Supreme Court Says 40-Foot-Tall Cross on Public Land in Maryland Can Stay
WASHINGTON – A large, cross-shaped memorial to the dead of World War I that has stood in the grassy median of a local roadway for nearly a century, can stay right where it is, the U.S. Supreme Court ruled Thursday.
Writing for the majority in the 7-2 ruling, Justice Samuel Alito Jr. said that while “the cross is undoubtedly a Christian symbol … that fact should not blind us to everything else that the Bladensburg Cross has come to represent.”
“For some, that monument is a symbolic resting place for ancestors who never returned home,” Alito continued. “For others, it is a place for the community to gather and honor all veterans and their sacrifices to our nation. For others still, it is a historical landmark.

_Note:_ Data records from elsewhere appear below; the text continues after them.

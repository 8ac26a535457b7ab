pub mod error;
pub mod math;
pub mod activation;
pub mod layers;
pub mod network;
pub mod loss;
pub mod optim;
pub mod model;
pub mod train;
pub mod data;
pub mod cluster;
pub mod clusterer;

// Convenience re-exports
pub use error::{Error, Result};
pub use math::matrix::Matrix;
pub use activation::activation::{ActivationFunction, ActivationSpec};
pub use network::{AeBiGruNetwork, NetworkConfig, UnitsSpec};
pub use model::{AutoEncoder, MetricsSpec};
pub use optim::{OptimizerConfig, OptimizerSpec};
pub use train::{Callback, EpochStats, History, ModelCheckpoint, ReduceLrOnPlateau, TrainingContext};
pub use data::{SequenceBatch, TimeSeriesBatch};
pub use cluster::{Clusterer, DummyClusterer, DummyStrategy, KMeans, KMeansParams};
pub use clusterer::{AeBiGruClusterer, AeBiGruConfig, RandomState};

“For many of these people, destroying or defacing the cross that has stood undisturbed for nearly a century would not be neutral and would not further the ideals of respect and tolerance embodied in the First Amendment. For all these reasons, the Cross does not offend the Constitution,” the justice wrote.
The ruling is significant because of what it says about the First Amendment’s establishment clause, which prohibits the government from favoring one religion over others. In this case, the majority appears to be saying that the establishment clause is not necessarily a bright line rule.
The American Legion and others who fought to keep the cross in Bladensburg, a suburb of Washington, D.C., argued that if the high court ordered it removed, the ruling would have a domino effect, causing scores of war memorials to be taken down across the country.
Their opponents, which included three area residents and the District of Columbia-based American Humanist Association, argued the cross should be moved to private property or modified into a nonreligious monument such as a slab or obelisk.
Two of the court’s liberal justices, Stephen Breyer and Elena Kagan joined their conservative colleagues in ruling for the cross. Justices Sonia Sotomayor and Ruth Bader Ginsburg dissented.
In her dissent, Ginsburg wrote “the principal symbol of Christianity around the world should not loom over public thoroughfares, suggesting official recognition of that religion’s paramountcy.”
The case is American Legion et al. v. American Humanist Assn., et at. No. 17–1717.